After understanding the underlying mechanisms and causality involved in aging, Insilico uses GANs to ‘imagine’ novel molecular structures. With reinforcement learning, Insilico’s system lets you generate a molecule with any of up to 20 different properties to hit a specified target.

This means that we can now identify targets like never before, and then generate custom molecules de novo such that they hit those specific targets.

At scale, this would also involve designing drugs with minimized side effects, a pursuit already being worked on by Insilico scientist Polina Mamoshina in collaboration with Oxford University’s Computational Cardiovascular Team.

One of Insilico’s newest initiatives -- to complete the trifecta, if you will -- involves predicting the outcomes of clinical trials. While still in the early stages of development, accurate clinical trial predictors would enable researchers to identify ideal preclinical candidates.

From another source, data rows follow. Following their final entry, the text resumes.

//! Closed 2-D polygons and the tolerance-aware predicates the layout and
//! collision layers are built on.
//!
//! Every predicate takes an explicit tolerance `eps`:
//! - points within `eps` of a boundary count as on it (and therefore inside),
//! - two polygons must interpenetrate by more than `eps` to overlap, so
//!   polygons that merely share an edge or a corner never do.

use crate::error::{Error, Result};
use glam::{Affine2, Vec2};

/// A closed chain of points. The last point connects back to the first.
#[derive(Clone, Debug, PartialEq)]
pub struct Polygon {
    points: Vec<Vec2>,
}

impl Polygon {
    /// Creates a polygon from at least three points.
    ///
    /// ### Errors
    /// [`Error::DegeneratePolygon`] if fewer than three points are given.
    pub fn new(points: Vec<Vec2>) -> Result<Self> {
        if points.len() < 3 {
            return Err(Error::DegeneratePolygon(points.len()));
        }
        Ok(Self { points })
    }

    /// Axis-aligned rectangle, counter-clockwise from `min`.
    pub fn rect(min: Vec2, max: Vec2) -> Self {
        Self {
            points: vec![min, Vec2::new(max.x, min.y), max, Vec2::new(min.x, max.y)],
        }
    }

    pub fn square(center: Vec2, half_size: f32) -> Self {
        Self::rect(center - Vec2::splat(half_size), center + Vec2::splat(half_size))
    }

    pub fn points(&self) -> &[Vec2] {
        &self.points
    }

    pub fn transformed(&self, transform: &Affine2) -> Self {
        Self {
            points: self
                .points
                .iter()
                .map(|p| transform.transform_point2(*p))
                .collect(),
        }
    }

    pub fn edges(&self) -> impl Iterator<Item = (Vec2, Vec2)> + '_ {
        let n = self.points.len();
        (0..n).map(move |i| (self.points[i], self.points[(i + 1) % n]))
    }

    /// Positive for counter-clockwise winding.
    pub fn signed_area(&self) -> f32 {
        0.5 * self.edges().map(|(a, b)| a.perp_dot(b)).sum::<f32>()
    }

    /// Vertex average. Inside the polygon whenever it is convex.
    pub fn centroid(&self) -> Vec2 {
        self.points.iter().copied().sum::<Vec2>() / self.points.len() as f32
    }

    /// A point strictly inside the polygon, convex or not.
    ///
    /// Casts a ray inward from every edge midpoint, halves each free
    /// stretch and keeps the candidate deepest inside. Falls back to
    /// [`Polygon::centroid`] for a polygon without area.
    pub fn interior_point(&self) -> Vec2 {
        let area = self.signed_area();
        let mut best = (self.centroid(), 0.0);
        if area.abs() <= f32::EPSILON {
            return best.0;
        }
        let winding = area.signum();
        for (a, b) in self.edges() {
            let len = a.distance(b);
            if len <= f32::EPSILON {
                continue;
            }
            let inward = (b - a).perp() / len * winding;
            let mid = (a + b) * 0.5;
            let Some(reach) = self.ray_reach(mid, inward) else {
                continue;
            };
            let candidate = mid + inward * (reach / 2.0);
            let depth = self.boundary_distance(candidate);
            if depth > best.1 && self.winds_around(candidate) {
                best = (candidate, depth);
            }
        }
        best.0
    }

    /// Distance along unit `dir` from `origin` to the nearest edge ahead.
    fn ray_reach(&self, origin: Vec2, dir: Vec2) -> Option<f32> {
        self.edges()
            .filter_map(|(q1, q2)| {
                let s = q2 - q1;
                let denom = dir.perp_dot(s);
                if denom.abs() <= f32::EPSILON * s.length() {
                    return None;
                }
                let qp = q1 - origin;
                let t = qp.perp_dot(s) / denom;
                let u = qp.perp_dot(dir) / denom;
                (t > 1e-6 && (0.0..=1.0).contains(&u)).then_some(t)
            })
            .min_by(f32::total_cmp)
    }

    /// Returns `(min, max)` of the axis-aligned bounding box.
    pub fn bounds(&self) -> (Vec2, Vec2) {
        self.points.iter().fold(
            (Vec2::splat(f32::INFINITY), Vec2::splat(f32::NEG_INFINITY)),
            |(lo, hi), p| (lo.min(*p), hi.max(*p)),
        )
    }

    pub fn is_convex(&self) -> bool {
        let n = self.points.len();
        let mut sign = 0.0;
        for i in 0..n {
            let a = self.points[i];
            let b = self.points[(i + 1) % n];
            let c = self.points[(i + 2) % n];
            let turn = (b - a).perp_dot(c - b);
            if turn.abs() <= f32::EPSILON {
                continue;
            }
            if sign == 0.0 {
                sign = turn.signum();
            } else if turn.signum() != sign {
                return false;
            }
        }
        true
    }

    /// Even-odd test without tolerance.
    pub fn winds_around(&self, p: Vec2) -> bool {
        let mut inside = false;
        for (a, b) in self.edges() {
            if (a.y > p.y) != (b.y > p.y) {
                let x = a.x + (p.y - a.y) * (b.x - a.x) / (b.y - a.y);
                if p.x < x {
                    inside = !inside;
                }
            }
        }
        inside
    }

    /// Closest point to `p` on the polygon's boundary.
    pub fn closest_boundary_point(&self, p: Vec2) -> Vec2 {
        let mut best = self.points[0];
        let mut best_d2 = f32::INFINITY;
        for (a, b) in self.edges() {
            let q = closest_on_segment(a, b, p);
            let d2 = q.distance_squared(p);
            if d2 < best_d2 {
                best_d2 = d2;
                best = q;
            }
        }
        best
    }

    pub fn boundary_distance(&self, p: Vec2) -> f32 {
        self.closest_boundary_point(p).distance(p)
    }

    /// `true` if `p` is inside or within `eps` of the boundary.
    pub fn contains_point(&self, p: Vec2, eps: f32) -> bool {
        self.winds_around(p) || self.boundary_distance(p) <= eps
    }

    /// `true` if `p` is inside and farther than `eps` from the boundary.
    pub fn strictly_contains_point(&self, p: Vec2, eps: f32) -> bool {
        self.winds_around(p) && self.boundary_distance(p) > eps
    }

    /// `true` if every point of `other` is contained within `eps` and no
    /// edge of `other` properly crosses an edge of `self`.
    pub fn contains(&self, other: &Polygon, eps: f32) -> bool {
        other.points.iter().all(|p| self.contains_point(*p, eps)) && !edges_cross(self, other, eps)
    }

    /// `true` if the interiors of both polygons intersect by more than
    /// `eps`. Symmetric in its two arguments.
    ///
    /// Convex pairs use the separating axis test. Any other pair falls back
    /// to proper edge crossings plus deep containment of a vertex or of an
    /// interior point, evaluated in both directions.
    pub fn overlaps(&self, other: &Polygon, eps: f32) -> bool {
        if self.is_convex() && other.is_convex() {
            return !has_separating_axis(self, other, eps) && !has_separating_axis(other, self, eps);
        }
        loose_overlap(self, other, eps) || loose_overlap(other, self, eps)
    }
}

pub fn closest_on_segment(a: Vec2, b: Vec2, p: Vec2) -> Vec2 {
    let ab = b - a;
    let len2 = ab.length_squared();
    if len2 <= f32::EPSILON {
        return a;
    }
    let t = ((p - a).dot(ab) / len2).clamp(0.0, 1.0);
    a + ab * t
}

/// Proper crossing of two segments: the intersection lies farther than
/// `eps` from every endpoint. Parallel segments never cross.
pub fn segments_cross(p1: Vec2, p2: Vec2, q1: Vec2, q2: Vec2, eps: f32) -> bool {
    let r = p2 - p1;
    let s = q2 - q1;
    let (r_len, s_len) = (r.length(), s.length());
    if r_len <= f32::EPSILON || s_len <= f32::EPSILON {
        return false;
    }
    let denom = r.perp_dot(s);
    if denom.abs() <= f32::EPSILON * r_len * s_len {
        return false;
    }
    let qp = q1 - p1;
    let t = qp.perp_dot(s) / denom;
    let u = qp.perp_dot(r) / denom;
    let dt = eps / r_len;
    let du = eps / s_len;
    t > dt && t < 1.0 - dt && u > du && u < 1.0 - du
}

fn edges_cross(a: &Polygon, b: &Polygon, eps: f32) -> bool {
    a.edges()
        .any(|(p1, p2)| b.edges().any(|(q1, q2)| segments_cross(p1, p2, q1, q2, eps)))
}

fn project(poly: &Polygon, axis: Vec2) -> (f32, f32) {
    poly.points
        .iter()
        .map(|p| p.dot(axis))
        .fold((f32::INFINITY, f32::NEG_INFINITY), |(lo, hi), d| {
            (lo.min(d), hi.max(d))
        })
}

fn has_separating_axis(edges_of: &Polygon, other: &Polygon, eps: f32) -> bool {
    for (p, q) in edges_of.edges() {
        let axis = (q - p).perp();
        let len = axis.length();
        if len <= f32::EPSILON {
            continue;
        }
        let axis = axis / len;
        let (a_min, a_max) = project(edges_of, axis);
        let (b_min, b_max) = project(other, axis);
        if a_max - b_min <= eps || b_max - a_min <= eps {
            return true;
        }
    }
    false
}

fn loose_overlap(a: &Polygon, b: &Polygon, eps: f32) -> bool {
    edges_cross(a, b, eps)
        || a.points.iter().any(|p| b.strictly_contains_point(*p, eps))
        || b.strictly_contains_point(a.interior_point(), eps)
}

That’s a 10X improvement from today’s state of affairs.

The 6 D’s of Drug Discovery

The digitization and dematerialization of drug discovery has already happened.

Thanks to converging breakthroughs in machine learning, drug discovery and molecular biology, companies like Insilico can now do with 50 people what the pharmaceutical industry can barely do with an army of 5,000.

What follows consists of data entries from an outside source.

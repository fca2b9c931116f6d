//! Tile construction for both networks.
//!
//! The builder owns no geometry. Every method takes the [`Layout`], checks
//! the candidate footprint through [`Layout::is_placement_valid`] and only
//! then commits it, so a failed call leaves the layout untouched.

use crate::config::{Config, TileSpec};
use crate::layout::{Layout, Network, ParkingSpace, Tile};
use crate::marker::Side;
use crate::types::{EntranceId, TileId};

/// Slack when fitting whole slots into a length, so `5.0 / 2.5` stays 2.
const SLOT_SLACK: f32 = 1e-4;

#[derive(Clone, Copy, Debug)]
pub struct TileBuilder {
    pub driveway: TileSpec,
    pub bikeway: TileSpec,
}

impl Default for TileBuilder {
    fn default() -> Self {
        Self {
            driveway: TileSpec::DRIVEWAY,
            bikeway: TileSpec::BIKEWAY,
        }
    }
}

impl TileBuilder {
    pub fn new(driveway: TileSpec, bikeway: TileSpec) -> Self {
        Self { driveway, bikeway }
    }

    pub fn from_config(cfg: &Config) -> Self {
        Self::new(cfg.driveway, cfg.bikeway)
    }

    pub fn spec(&self, network: Network) -> &TileSpec {
        match network {
            Network::Driveway => &self.driveway,
            Network::Bikeway => &self.bikeway,
        }
    }

    /// Starts a driveway with a single step-long tile at `entrance`.
    pub fn begin_driveway(&self, layout: &mut Layout, entrance: EntranceId) -> Option<TileId> {
        let entrance = *layout.entrance(entrance).ok()?;
        let spec = self.driveway;
        let tile = Tile::new_root(
            Network::Driveway,
            entrance.position,
            entrance.direction,
            spec.step,
            spec.width,
        );
        self.place(layout, tile, &[])
    }

    /// Starts a bikeway on each side of driveway tile `source`, clear of the
    /// car spaces along it and heading the same way.
    ///
    /// ### Returns
    /// The tiles that could be placed, left side first.
    pub fn begin_bikeway(&self, layout: &mut Layout, source: TileId) -> Vec<TileId> {
        let Some(src) = layout.tile(source).cloned() else {
            return Vec::new();
        };
        let spec = self.bikeway;
        let offset = src.width / 2.0 + self.driveway.space_depth + spec.width / 2.0;
        Side::BOTH
            .into_iter()
            .filter_map(|side| {
                let origin = src.origin + src.normal(side) * offset;
                let tile = Tile::new_root(Network::Bikeway, origin, src.direction, spec.step, spec.width);
                self.place(layout, tile, &[])
            })
            .collect()
    }

    /// Grows tile `id` by one step.
    ///
    /// Below the segment length the tile is lengthened in place; otherwise a
    /// new step-long tile is chained to its end.
    ///
    /// ### Returns
    /// The tile that continues the chain, or `None` when blocked.
    pub fn extend(&self, layout: &mut Layout, id: TileId) -> Option<TileId> {
        let tile = layout.tile(id)?.clone();
        let spec = *self.spec(tile.network);
        let grown = tile.length + spec.step;

        if grown <= spec.segment_length + SLOT_SLACK {
            let mut ignore = vec![id];
            ignore.extend(tile.previous);
            if !layout.is_placement_valid(&tile.footprint_with_length(grown), &ignore) {
                return None;
            }
            let tile = layout.tile_mut(id)?;
            tile.length = grown;
            fit_areas(tile, &spec);
            return Some(id);
        }

        let next = Tile::new_child(
            tile.network,
            tile.end(),
            tile.direction,
            spec.step,
            tile.width,
            id,
        );
        self.place(layout, next, &[id])
    }

    /// Branches a step-long driveway tile off the far end of `id`, starting
    /// at its `side` edge and heading along that side's normal.
    ///
    /// Spaces of `id` covered by the branch are released.
    pub fn turn(&self, layout: &mut Layout, id: TileId, side: Side) -> Option<TileId> {
        let tile = layout.tile(id)?.clone();
        if tile.network != Network::Driveway {
            return None;
        }
        let spec = self.driveway;
        let normal = tile.normal(side);
        let origin = tile.end() - tile.direction * (spec.width / 2.0) + normal * (tile.width / 2.0);
        let branch = Tile::new_child(Network::Driveway, origin, normal, spec.step, spec.width, id);
        let footprint = branch.footprint();

        let branch = self.place(layout, branch, &[id])?;
        let eps = layout.tolerance();
        let released = layout.release_spaces(|s| s.tile == id && s.polygon.overlaps(&footprint, eps));
        if released > 0 {
            log::trace!("turn off tile {id} released {released} spaces");
            for side in Side::BOTH {
                layout.refresh_area(id, side);
            }
        }
        Some(branch)
    }

    /// Tries the next slot on `side` of tile `id`. The slot is consumed
    /// whether or not the space fits.
    ///
    /// ### Returns
    /// `true` if a space was placed.
    pub fn append_space(&self, layout: &mut Layout, id: TileId, side: Side) -> bool {
        let Some(tile) = layout.tile(id) else {
            return false;
        };
        let area = *tile.area(side);
        if !area.has_room() {
            return false;
        }
        let network = tile.network;
        let spec = self.spec(network);
        let index = area.next;
        let polygon = tile.slot(side, index, spec.space_width, spec.space_depth);
        let fits = layout.is_placement_valid(&polygon, &[]);

        let Some(tile) = layout.tile_mut(id) else {
            return false;
        };
        let area = tile.area_mut(side);
        area.next += 1;
        if !fits {
            return false;
        }
        area.count += 1;
        area.extent = area.extent.max(index + 1);
        layout.add_space(ParkingSpace {
            tile: id,
            side,
            index,
            network,
            polygon,
        });
        true
    }

    /// Spaces `side` of tile `id` could still hold: the ones already placed
    /// plus every untried slot that passes the placement gate right now.
    pub fn attainable(&self, layout: &Layout, id: TileId, side: Side) -> u32 {
        let Some(tile) = layout.tile(id) else {
            return 0;
        };
        let spec = self.spec(tile.network);
        let area = tile.area(side);
        let open = (area.next..area.max)
            .filter(|&index| {
                let polygon = tile.slot(side, index, spec.space_width, spec.space_depth);
                layout.is_placement_valid(&polygon, &[])
            })
            .count() as u32;
        area.count + open
    }

    /// Cuts tile `id` back to the furthest occupied slot on either side.
    ///
    /// ### Returns
    /// The new length, `0.0` if the tile carries no spaces or is gone.
    pub fn shrink(&self, layout: &mut Layout, id: TileId) -> f32 {
        let spec = match layout.tile(id) {
            Some(tile) => *self.spec(tile.network),
            None => return 0.0,
        };
        let Some(tile) = layout.tile_mut(id) else {
            return 0.0;
        };
        let extent = tile.left.extent.max(tile.right.extent);
        tile.length = tile.length.min(extent as f32 * spec.space_width);
        fit_areas(tile, &spec);
        tile.length
    }

    fn place(&self, layout: &mut Layout, mut tile: Tile, ignore: &[TileId]) -> Option<TileId> {
        if !layout.is_placement_valid(&tile.footprint(), ignore) {
            return None;
        }
        let spec = *self.spec(tile.network);
        fit_areas(&mut tile, &spec);
        layout.add_tile(tile).ok()
    }
}

/// Recomputes how many slots fit along the tile on each side.
fn fit_areas(tile: &mut Tile, spec: &TileSpec) {
    let slots = ((tile.length + SLOT_SLACK) / spec.space_width).floor() as u32;
    tile.left.fit(slots);
    tile.right.fit(slots);
}

#[cfg(test)]
mod tests {
    use super::*;
    use crate::geometry::Polygon;
    use glam::Vec2;

    fn site(w: f32, h: f32) -> Layout {
        Layout::new(Polygon::rect(Vec2::ZERO, Vec2::new(w, h)), 1e-3).unwrap()
    }

    fn started(layout: &mut Layout, builder: &TileBuilder) -> TileId {
        let entrance = layout.add_entrance(Vec2::new(10.0, 0.0), Vec2::Y).unwrap();
        builder.begin_driveway(layout, entrance).unwrap()
    }

    #[test]
    fn begin_places_one_step_at_the_entrance() {
        let builder = TileBuilder::default();
        let mut layout = site(20.0, 30.0);
        let id = started(&mut layout, &builder);
        let tile = layout.tile(id).unwrap();
        assert_eq!(tile.origin, Vec2::new(10.0, 0.0));
        assert_eq!(tile.length, 2.5);
        assert_eq!(tile.left.max, 1);
        assert!(builder.begin_driveway(&mut layout, 7).is_none());
    }

    #[test]
    fn extend_grows_in_place_then_chains() {
        let builder = TileBuilder::default();
        let mut layout = site(20.0, 60.0);
        let id = started(&mut layout, &builder);
        for _ in 0..9 {
            assert_eq!(builder.extend(&mut layout, id), Some(id));
        }
        assert_eq!(layout.tile(id).unwrap().length, 25.0);
        assert_eq!(layout.tile(id).unwrap().right.max, 10);

        let next = builder.extend(&mut layout, id).unwrap();
        assert_ne!(next, id);
        let tile = layout.tile(next).unwrap();
        assert_eq!(tile.previous, Some(id));
        assert_eq!(tile.origin, Vec2::new(10.0, 25.0));
        assert_eq!(layout.tile(id).unwrap().forward, Some(next));
    }

    #[test]
    fn extend_is_blocked_by_the_site_edge() {
        let builder = TileBuilder::default();
        let mut layout = site(20.0, 5.0);
        let id = started(&mut layout, &builder);
        assert_eq!(builder.extend(&mut layout, id), Some(id));
        assert_eq!(builder.extend(&mut layout, id), None);
        assert_eq!(layout.tile(id).unwrap().length, 5.0);
    }

    #[test]
    fn append_skips_slots_that_do_not_fit() {
        let builder = TileBuilder::default();
        let mut layout = site(20.0, 30.0);
        layout.add_obstacle(Polygon::rect(Vec2::new(3.0, 0.0), Vec2::new(4.0, 1.0)));
        let id = started(&mut layout, &builder);
        builder.extend(&mut layout, id);

        assert!(!builder.append_space(&mut layout, id, Side::Left));
        assert!(builder.append_space(&mut layout, id, Side::Left));
        assert!(!builder.append_space(&mut layout, id, Side::Left));
        let left = layout.tile(id).unwrap().left;
        assert_eq!((left.count, left.next, left.extent), (1, 2, 2));
        assert_eq!(layout.space_count(Network::Driveway), 1);
    }

    #[test]
    fn shrink_cuts_back_to_the_occupied_extent() {
        let builder = TileBuilder::default();
        let mut layout = site(20.0, 30.0);
        let id = started(&mut layout, &builder);
        for _ in 0..3 {
            builder.extend(&mut layout, id);
        }
        builder.append_space(&mut layout, id, Side::Right);
        builder.append_space(&mut layout, id, Side::Right);
        assert_eq!(builder.shrink(&mut layout, id), 5.0);
        assert_eq!(layout.tile(id).unwrap().right.max, 2);

        let bare = builder.begin_driveway(&mut layout, 0);
        assert!(bare.is_none(), "entrance already covered by a tile");
    }

    #[test]
    fn turn_branches_from_the_side_edge_and_releases_covered_spaces() {
        let builder = TileBuilder::default();
        let mut layout = site(40.0, 40.0);
        let entrance = layout.add_entrance(Vec2::new(20.0, 0.0), Vec2::Y).unwrap();
        let id = builder.begin_driveway(&mut layout, entrance).unwrap();
        for _ in 0..3 {
            builder.extend(&mut layout, id);
        }
        for _ in 0..4 {
            builder.append_space(&mut layout, id, Side::Left);
        }
        assert_eq!(layout.tile(id).unwrap().left.count, 4);

        let branch = builder.turn(&mut layout, id, Side::Left).unwrap();

        let tile = layout.tile(branch).unwrap();
        assert_eq!(tile.origin, Vec2::new(17.0, 7.0));
        assert_eq!(tile.direction, Vec2::new(-1.0, 0.0));
        assert_eq!(tile.previous, Some(id));
        // Slots 1 to 3 reach into the branch footprint at y 4..10.
        let left = layout.tile(id).unwrap().left;
        assert_eq!((left.count, left.extent), (1, 1));
        assert_eq!(layout.space_count(Network::Driveway), 1);
        assert_eq!(layout.children(id).collect::<Vec<_>>(), [branch]);
    }

    #[test]
    fn bikeways_start_beside_the_car_spaces() {
        let builder = TileBuilder::default();
        let mut layout = site(20.0, 30.0);
        let id = started(&mut layout, &builder);
        let bikes = builder.begin_bikeway(&mut layout, id);
        assert_eq!(bikes.len(), 2);
        assert_eq!(layout.tile(bikes[0]).unwrap().origin, Vec2::new(1.0, 0.0));
        assert_eq!(layout.tile(bikes[1]).unwrap().origin, Vec2::new(19.0, 0.0));
        assert_eq!(layout.tile_count(Network::Bikeway), 2);
    }
}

As computing power improves, we’ll be able to bring novel therapies to market at lightning speeds, at much lower cost, and with no requirement for massive infrastructure and investments. These therapies will demonetize and democratize as a result.

Add to this anticipated breakthroughs in quantum computing, and we’ll soon witness an explosion in the number of molecules that can be tested (with much higher accuracy).

Finally, AI enables us to produce sophisticated, multitarget drugs. “Currently, the pharma model in general is very simplistic. You have one target and one disease — but usually a disease is not one target, it is many targets,” Alex has explained.

Final Thoughts

Inefficient, slow-to-innovate, and risk-averse industries will all be disrupted in the years ahead. Big Pharma is an area worth watching right now, no matter your industry.

Converging technologies will soon enable extraordinary strides in longevity and disease prevention, with companies like Insilico leading the charge.

Fueled by massive datasets, skyrocketing computational power, quantum computing, blockchain-enabled patient access, cognitive surplus capabilities and remarkable innovations in AI, the future of human health and longevity is truly worth getting excited about.

Rejuvenational biotechnology will be commercially available sooner than you think. When I asked Alex for his own projection, he set the timeline at “maybe 20 years — that’s a reasonable horizon for tangible rejuvenational biotechnology."

Alex’s prediction may even be conservative.

My friend Ray Kurzweil often discusses the concept of “longevity escape velocity” — the point at which, for every year that you’re alive, science is able to extend your life for more than a year.

With a record-breaking prediction accuracy of 86 percent, Ray predicts “it’s likely just another 10 to 12 years before the general public will hit longevity escape velocity.”

How might you use an extra 20 or more healthy years in your life? What impact would you be able to make?